While we work with our clients to build small, their home still represents their largest financial and perhaps emotional investment. Our clients understand that getting it right requires open dialogues not just about systems and finishes, but also about daily life as it is now, and how it may unfold in the decades ahead.
None of this points to any direct aesthetic; every client is different in myriad and nuanced ways. The final choreography of our homes evolves slowly, iteration after iteration, from their ideas of what will bring them joy.
Innovation Comes in Small Packages
At Kariouk Architects our work is also entwined with shaping professional practice through university teaching, and as such, we are also ourselves being continuously educated.
We are always among the first to interrogate new materials and processes. But we do so responsibly; what looks progressive can be arbitrary taste, and what truly serves progressive ends takes more care to find.

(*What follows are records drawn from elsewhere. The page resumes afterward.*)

//! The pool's type-erased dispatch surface (C12, spec.md §4.11) plus an
//! in-memory implementation covering the pending subpool this core's
//! admission pipeline dispatches against. Later subpool stages (queued,
//! basefee, blob-specific persistence) are out of this core's scope
//! (spec.md §4.9 "later stages not in this core").
//!
//! State lives behind a single `parking_lot::Mutex`, matching spec.md §5
//! "linearizable with respect to the component's internal state" — the
//! pool is meant to be shared (`Arc<InMemoryTxPool<T>>`) across callers
//! that each hold a `&self` reference, the teacher's habit for
//! `reth_transaction_pool`'s pool state over a bare `std::sync::Mutex`.

use std::collections::BTreeMap;

use alloy_primitives::{Address, B256};
use parking_lot::Mutex;
use rustc_hash::{FxHashMap, FxHashSet};

use crate::{
    admission::{admit, AdmissionContext},
    config::TxPoolConfig,
    known::KnownHashCache,
    options::TxHandlingOptions,
    ordering::{compare_replaced_blob_transaction_by_fee, compare_replaced_transaction_by_fee},
    result::AcceptTxResult,
    transaction::PoolTransaction,
};

/// The surface the admission layer dispatches to (C12, spec.md §4.11).
#[auto_impl::auto_impl(&, Box, Arc)]
pub trait TxPool {
    /// The concrete pooled-transaction type this pool holds.
    type Transaction: PoolTransaction;

    /// Number of transactions in the pending subpool.
    fn pending_count(&self) -> usize;

    /// Number of blob-carrying transactions in the pending subpool.
    fn pending_blob_count(&self) -> usize;

    /// All pending transactions, in no particular order.
    fn get_pending_transactions(&self) -> Vec<Self::Transaction>;

    /// `true` iff this pool accepts blob transactions at all
    /// (`cfg.blobs_support != Disabled`).
    fn supports_blobs(&self) -> bool;

    /// Pending transaction count for `sender`, inclusive of every
    /// transaction type (spec.md §9 open question, resolved inclusive).
    fn get_pending_count_for_sender(&self, sender: Address) -> usize;

    /// Pending blob-transaction count for `sender` (spec.md §9 open
    /// question: a separate blob-only accessor).
    fn get_pending_blob_count_for_sender(&self, sender: Address) -> usize;

    /// Pending transactions for `sender`, ordered by nonce.
    fn get_pending_transactions_by_sender(&self, sender: Address) -> Vec<Self::Transaction>;

    /// `true` iff `hash` has been marked known in the dedup cache.
    fn is_known(&self, hash: B256) -> bool;

    /// Marks `hash` known for the remainder of the current (and future)
    /// admission scopes.
    fn mark_known_for_current_scope(&self, hash: B256);

    /// `true` iff a transaction with this exact `(hash, type)` pair is
    /// held in a typed container (distinct from the hash-only dedup
    /// cache, spec.md §4.9 `precheck_duplicate`).
    fn contains_tx(&self, hash: B256, tx_type: u8) -> bool;

    /// Runs the admission pipeline and, on success, inserts the
    /// transaction (replacing an existing same-sender/nonce transaction
    /// when the replacement policy allows it).
    fn submit_tx(
        &self,
        tx: Self::Transaction,
        opts: TxHandlingOptions,
        ctx: AdmissionContext,
    ) -> AcceptTxResult;
}

#[derive(Debug)]
struct Inner<T> {
    by_sender: FxHashMap<Address, BTreeMap<u64, T>>,
    by_hash_and_type: FxHashSet<(B256, u8)>,
    known: KnownHashCache,
}

/// A minimal in-memory pending subpool: one nonce-ordered map per
/// sender, a typed `(hash, type)` index, and the bounded dedup cache
/// (spec.md §4.11, §9 "Duplicate filter scope").
#[derive(Debug)]
pub struct InMemoryTxPool<T: PoolTransaction + Clone> {
    cfg: TxPoolConfig,
    inner: Mutex<Inner<T>>,
    size_metrics: reth_metrics::PoolSizeMetrics,
    event_metrics: reth_metrics::PoolEventMetrics,
}

impl<T: PoolTransaction + Clone> InMemoryTxPool<T> {
    /// An empty pool configured by `cfg`.
    pub fn new(cfg: TxPoolConfig) -> Self {
        let known = KnownHashCache::new(cfg.hash_cache_size);
        let inner = Inner { by_sender: FxHashMap::default(), by_hash_and_type: FxHashSet::default(), known };
        Self {
            cfg,
            inner: Mutex::new(inner),
            size_metrics: reth_metrics::PoolSizeMetrics::default(),
            event_metrics: reth_metrics::PoolEventMetrics::default(),
        }
    }

    /// This pool's configuration.
    pub const fn config(&self) -> &TxPoolConfig {
        &self.cfg
    }
}

impl<T: PoolTransaction + Clone> TxPool for InMemoryTxPool<T> {
    type Transaction = T;

    fn pending_count(&self) -> usize {
        self.inner.lock().by_sender.values().map(BTreeMap::len).sum()
    }

    fn pending_blob_count(&self) -> usize {
        self.inner
            .lock()
            .by_sender
            .values()
            .flat_map(BTreeMap::values)
            .filter(|tx| tx.is_eip4844())
            .count()
    }

    fn get_pending_transactions(&self) -> Vec<T> {
        self.inner.lock().by_sender.values().flat_map(BTreeMap::values).cloned().collect()
    }

    fn supports_blobs(&self) -> bool {
        self.cfg.blobs_support != crate::config::BlobsSupport::Disabled
    }

    fn get_pending_count_for_sender(&self, sender: Address) -> usize {
        self.inner.lock().by_sender.get(&sender).map_or(0, BTreeMap::len)
    }

    fn get_pending_blob_count_for_sender(&self, sender: Address) -> usize {
        self.inner
            .lock()
            .by_sender
            .get(&sender)
            .map(|txs| txs.values().filter(|tx| tx.is_eip4844()).count())
            .unwrap_or(0)
    }

    fn get_pending_transactions_by_sender(&self, sender: Address) -> Vec<T> {
        self.inner
            .lock()
            .by_sender
            .get(&sender)
            .map(|txs| txs.values().cloned().collect())
            .unwrap_or_default()
    }

    fn is_known(&self, hash: B256) -> bool {
        self.inner.lock().known.is_known(hash)
    }

    fn mark_known_for_current_scope(&self, hash: B256) {
        self.inner.lock().known.mark_known(hash);
    }

    fn contains_tx(&self, hash: B256, tx_type: u8) -> bool {
        self.inner.lock().by_hash_and_type.contains(&(hash, tx_type))
    }

    fn submit_tx(&self, tx: T, _opts: TxHandlingOptions, ctx: AdmissionContext) -> AcceptTxResult {
        let outcome = admit(&tx, self, &self.cfg, &ctx);

        if !outcome.is_accepted() {
            self.event_metrics.rejected.increment(1);
            tracing::debug!(target: "txpool", code = outcome.code(), "rejected transaction");
            return outcome;
        }

        let mut inner = self.inner.lock();
        let existing =
            inner.by_sender.get(&tx.sender()).and_then(|txs| txs.get(&tx.nonce())).cloned();
        if let Some(existing) = existing {
            let decision = if tx.is_eip4844() || existing.is_eip4844() {
                compare_replaced_blob_transaction_by_fee(&tx, &existing)
            } else {
                compare_replaced_transaction_by_fee(&tx, &existing)
            };
            if decision >= 0 {
                drop(inner);
                self.event_metrics.rejected.increment(1);
                tracing::debug!(target: "txpool", "replacement underpriced");
                return AcceptTxResult::ReplacementNotAllowed;
            }
            inner.by_hash_and_type.remove(&(existing.hash(), existing.tx_type()));
        }

        inner.by_hash_and_type.insert((tx.hash(), tx.tx_type()));
        inner.by_sender.entry(tx.sender()).or_default().insert(tx.nonce(), tx);
        drop(inner);

        self.size_metrics.pending_pool_size.increment(1.0);
        self.event_metrics.accepted.increment(1);
        tracing::debug!(target: "txpool", "accepted transaction");
        AcceptTxResult::Accepted
    }
}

Each project is unique, and even when the budget is tiny, there is always the opportunity to innovate in some humble way. This may be through an unlikely site strategy that reduces construction’s impact, or by finding the means for better material fabrication or construction scheduling that allows for reduced power consumption and emissions.
And, of course, every project’s unique site is the opportunity to innovate simply with the play of space and light.
About Paul Kariouk
Paul Kariouk is an associate professor who teaches design studios at both the undergraduate and graduate levels as well as the undergraduate course, The Modern Designed Landscape, and the graduate course, Professional Practice.
He received his professional degree from Columbia University and completed his undergraduate studies in architecture at the University of Virginia. He has more than 25 years of experience in the profession and is licensed to practice architecture by the States of New York and Virginia, and the Province of Ontario.
Between 1995 and 2002, he was co-principal with Mabel O. Wilson in their office, KW: a. Together they completed a series of residential commissions. Their installation, (a)way station: the Architectural Spaces of Migration, is on display at the San Francisco Museum of Modern Art from July 16, 2022, to May 21, 2023.
Their work has been exhibited in numerous other museums and galleries including New York’s Cooper Hewitt Smithsonian National Design Museum.